Saved entries:

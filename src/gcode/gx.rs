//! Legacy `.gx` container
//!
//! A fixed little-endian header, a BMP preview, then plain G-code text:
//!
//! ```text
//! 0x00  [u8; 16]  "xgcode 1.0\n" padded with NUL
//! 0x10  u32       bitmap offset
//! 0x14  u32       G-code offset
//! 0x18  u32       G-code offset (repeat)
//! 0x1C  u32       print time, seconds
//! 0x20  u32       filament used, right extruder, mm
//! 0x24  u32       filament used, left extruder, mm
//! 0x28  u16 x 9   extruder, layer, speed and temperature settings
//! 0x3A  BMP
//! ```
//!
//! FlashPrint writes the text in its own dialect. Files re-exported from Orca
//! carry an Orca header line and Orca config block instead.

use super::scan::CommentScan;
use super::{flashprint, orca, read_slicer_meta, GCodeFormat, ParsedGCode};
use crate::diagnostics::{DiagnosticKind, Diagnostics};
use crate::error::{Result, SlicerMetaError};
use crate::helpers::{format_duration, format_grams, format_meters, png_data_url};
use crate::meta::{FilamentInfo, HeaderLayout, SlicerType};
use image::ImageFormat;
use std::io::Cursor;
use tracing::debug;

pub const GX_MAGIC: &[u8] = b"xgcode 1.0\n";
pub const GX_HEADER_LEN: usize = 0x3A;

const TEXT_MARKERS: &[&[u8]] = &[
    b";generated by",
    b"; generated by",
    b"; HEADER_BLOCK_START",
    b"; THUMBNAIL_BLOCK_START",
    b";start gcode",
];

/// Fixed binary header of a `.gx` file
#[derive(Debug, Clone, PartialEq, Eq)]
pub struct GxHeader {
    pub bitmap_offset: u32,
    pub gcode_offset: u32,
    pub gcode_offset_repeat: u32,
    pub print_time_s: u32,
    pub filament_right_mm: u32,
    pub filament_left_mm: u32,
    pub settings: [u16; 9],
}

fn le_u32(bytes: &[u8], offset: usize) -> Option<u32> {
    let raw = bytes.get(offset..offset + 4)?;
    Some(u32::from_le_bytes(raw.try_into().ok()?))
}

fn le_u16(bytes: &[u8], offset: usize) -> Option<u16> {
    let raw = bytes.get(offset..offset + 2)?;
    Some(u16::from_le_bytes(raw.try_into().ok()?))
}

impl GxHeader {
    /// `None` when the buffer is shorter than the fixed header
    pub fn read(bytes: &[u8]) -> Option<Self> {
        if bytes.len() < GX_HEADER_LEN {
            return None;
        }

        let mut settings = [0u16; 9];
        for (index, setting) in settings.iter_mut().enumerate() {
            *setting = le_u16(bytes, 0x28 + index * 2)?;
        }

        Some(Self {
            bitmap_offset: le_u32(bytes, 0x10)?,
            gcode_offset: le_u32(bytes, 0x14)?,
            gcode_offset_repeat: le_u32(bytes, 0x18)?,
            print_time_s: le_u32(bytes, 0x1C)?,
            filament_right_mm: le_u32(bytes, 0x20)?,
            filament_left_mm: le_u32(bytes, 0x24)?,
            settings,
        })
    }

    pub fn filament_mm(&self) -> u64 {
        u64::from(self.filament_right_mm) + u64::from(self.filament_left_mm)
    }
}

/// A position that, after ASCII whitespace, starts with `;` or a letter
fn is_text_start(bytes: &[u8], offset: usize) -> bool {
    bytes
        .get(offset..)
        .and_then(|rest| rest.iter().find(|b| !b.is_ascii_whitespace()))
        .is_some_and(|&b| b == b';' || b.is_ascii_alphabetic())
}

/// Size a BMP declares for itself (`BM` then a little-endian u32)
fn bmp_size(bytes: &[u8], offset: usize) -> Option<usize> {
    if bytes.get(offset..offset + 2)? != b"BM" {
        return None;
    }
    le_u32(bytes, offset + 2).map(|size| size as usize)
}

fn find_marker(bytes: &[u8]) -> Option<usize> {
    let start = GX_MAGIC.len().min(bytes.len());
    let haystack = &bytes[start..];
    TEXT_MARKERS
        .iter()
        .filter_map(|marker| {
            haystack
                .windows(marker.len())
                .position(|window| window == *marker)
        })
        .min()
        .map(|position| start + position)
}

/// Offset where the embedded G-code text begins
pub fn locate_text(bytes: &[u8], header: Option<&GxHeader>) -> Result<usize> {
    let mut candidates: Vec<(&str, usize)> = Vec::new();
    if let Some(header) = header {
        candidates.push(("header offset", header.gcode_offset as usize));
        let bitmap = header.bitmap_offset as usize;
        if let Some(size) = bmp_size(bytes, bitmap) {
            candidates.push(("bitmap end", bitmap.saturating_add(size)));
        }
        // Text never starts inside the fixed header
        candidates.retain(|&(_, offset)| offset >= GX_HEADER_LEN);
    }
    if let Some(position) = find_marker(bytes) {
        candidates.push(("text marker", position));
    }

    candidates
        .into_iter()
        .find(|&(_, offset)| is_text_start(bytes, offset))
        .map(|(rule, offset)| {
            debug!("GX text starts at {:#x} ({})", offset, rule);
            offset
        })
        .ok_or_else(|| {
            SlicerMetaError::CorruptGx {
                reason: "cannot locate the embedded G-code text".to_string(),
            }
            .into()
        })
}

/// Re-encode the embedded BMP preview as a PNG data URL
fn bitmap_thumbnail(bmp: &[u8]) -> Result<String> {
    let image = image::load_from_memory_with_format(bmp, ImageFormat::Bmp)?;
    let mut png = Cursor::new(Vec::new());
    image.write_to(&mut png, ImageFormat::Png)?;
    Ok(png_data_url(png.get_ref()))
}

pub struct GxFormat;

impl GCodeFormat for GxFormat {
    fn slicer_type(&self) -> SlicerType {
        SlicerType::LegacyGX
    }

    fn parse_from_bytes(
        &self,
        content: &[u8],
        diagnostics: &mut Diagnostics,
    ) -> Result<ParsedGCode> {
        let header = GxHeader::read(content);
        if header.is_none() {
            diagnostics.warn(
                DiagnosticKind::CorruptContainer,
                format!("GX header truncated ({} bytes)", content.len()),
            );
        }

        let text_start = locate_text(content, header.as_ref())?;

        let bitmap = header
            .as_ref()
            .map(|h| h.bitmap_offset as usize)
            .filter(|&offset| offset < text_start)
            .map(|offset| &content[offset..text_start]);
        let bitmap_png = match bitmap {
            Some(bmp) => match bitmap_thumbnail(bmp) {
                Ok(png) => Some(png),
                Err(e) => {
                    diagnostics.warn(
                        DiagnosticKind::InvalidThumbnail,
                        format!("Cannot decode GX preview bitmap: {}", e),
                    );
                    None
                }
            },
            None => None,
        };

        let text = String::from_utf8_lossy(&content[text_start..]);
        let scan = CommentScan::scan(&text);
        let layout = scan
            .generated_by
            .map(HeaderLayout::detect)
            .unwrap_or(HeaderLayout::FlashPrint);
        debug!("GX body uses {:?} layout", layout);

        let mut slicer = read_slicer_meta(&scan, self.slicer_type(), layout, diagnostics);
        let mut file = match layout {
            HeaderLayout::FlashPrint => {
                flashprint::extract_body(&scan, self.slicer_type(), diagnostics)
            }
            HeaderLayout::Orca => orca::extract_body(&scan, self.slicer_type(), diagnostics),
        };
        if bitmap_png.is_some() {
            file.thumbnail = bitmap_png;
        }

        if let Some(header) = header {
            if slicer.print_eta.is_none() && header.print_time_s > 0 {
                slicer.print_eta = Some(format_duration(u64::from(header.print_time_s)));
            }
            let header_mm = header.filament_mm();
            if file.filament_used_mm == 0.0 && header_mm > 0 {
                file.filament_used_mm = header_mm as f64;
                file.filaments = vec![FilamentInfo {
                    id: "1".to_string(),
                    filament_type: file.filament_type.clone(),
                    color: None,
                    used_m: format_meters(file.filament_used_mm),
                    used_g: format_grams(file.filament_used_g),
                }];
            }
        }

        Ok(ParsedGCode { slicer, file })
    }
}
---
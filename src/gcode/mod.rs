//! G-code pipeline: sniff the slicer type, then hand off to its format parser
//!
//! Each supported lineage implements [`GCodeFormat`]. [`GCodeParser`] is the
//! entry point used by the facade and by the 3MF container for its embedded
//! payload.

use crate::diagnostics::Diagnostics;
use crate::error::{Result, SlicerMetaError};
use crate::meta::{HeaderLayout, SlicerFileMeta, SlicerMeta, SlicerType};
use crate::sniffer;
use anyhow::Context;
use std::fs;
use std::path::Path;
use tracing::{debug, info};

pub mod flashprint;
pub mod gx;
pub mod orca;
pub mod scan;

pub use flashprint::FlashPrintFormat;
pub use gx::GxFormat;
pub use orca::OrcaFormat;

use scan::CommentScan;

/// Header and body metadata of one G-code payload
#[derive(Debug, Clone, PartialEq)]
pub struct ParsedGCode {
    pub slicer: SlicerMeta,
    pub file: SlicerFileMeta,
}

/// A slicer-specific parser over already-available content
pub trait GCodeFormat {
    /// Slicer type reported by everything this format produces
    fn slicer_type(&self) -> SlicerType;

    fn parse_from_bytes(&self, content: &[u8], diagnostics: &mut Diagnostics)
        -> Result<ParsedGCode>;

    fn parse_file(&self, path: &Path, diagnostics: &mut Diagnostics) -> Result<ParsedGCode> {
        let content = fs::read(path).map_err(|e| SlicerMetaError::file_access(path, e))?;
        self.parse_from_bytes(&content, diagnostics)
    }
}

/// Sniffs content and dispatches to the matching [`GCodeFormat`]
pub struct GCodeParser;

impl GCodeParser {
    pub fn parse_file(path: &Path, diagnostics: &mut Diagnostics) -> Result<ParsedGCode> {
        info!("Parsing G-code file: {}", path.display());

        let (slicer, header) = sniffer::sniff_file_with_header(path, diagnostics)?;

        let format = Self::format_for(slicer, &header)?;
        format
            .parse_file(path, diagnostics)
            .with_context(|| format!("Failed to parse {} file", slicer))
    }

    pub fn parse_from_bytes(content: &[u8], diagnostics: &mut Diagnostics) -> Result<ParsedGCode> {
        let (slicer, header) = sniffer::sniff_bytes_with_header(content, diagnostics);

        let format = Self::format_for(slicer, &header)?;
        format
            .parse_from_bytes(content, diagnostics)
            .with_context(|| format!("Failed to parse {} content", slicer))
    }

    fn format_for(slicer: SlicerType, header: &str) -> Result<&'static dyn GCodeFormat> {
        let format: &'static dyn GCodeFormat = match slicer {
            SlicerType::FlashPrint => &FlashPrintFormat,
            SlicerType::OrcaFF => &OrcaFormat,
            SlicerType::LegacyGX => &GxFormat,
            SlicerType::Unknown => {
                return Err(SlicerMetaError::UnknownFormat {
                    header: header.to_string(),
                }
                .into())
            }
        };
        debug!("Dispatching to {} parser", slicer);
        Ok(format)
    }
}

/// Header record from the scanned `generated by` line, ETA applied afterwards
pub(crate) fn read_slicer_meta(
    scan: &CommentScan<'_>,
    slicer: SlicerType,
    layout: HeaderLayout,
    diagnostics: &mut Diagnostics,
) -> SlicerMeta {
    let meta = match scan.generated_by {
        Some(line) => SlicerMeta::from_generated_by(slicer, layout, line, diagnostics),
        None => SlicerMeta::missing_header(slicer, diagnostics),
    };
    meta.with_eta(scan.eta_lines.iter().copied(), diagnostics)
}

#### PROBLEM
Every line with "image" in it should be copied from the entries.

#### RESPONSE BELOW
use image::ImageFormat;
    let image = image::load_from_memory_with_format(bmp, ImageFormat::Bmp)?;
    image.write_to(&mut png, ImageFormat::Png)?;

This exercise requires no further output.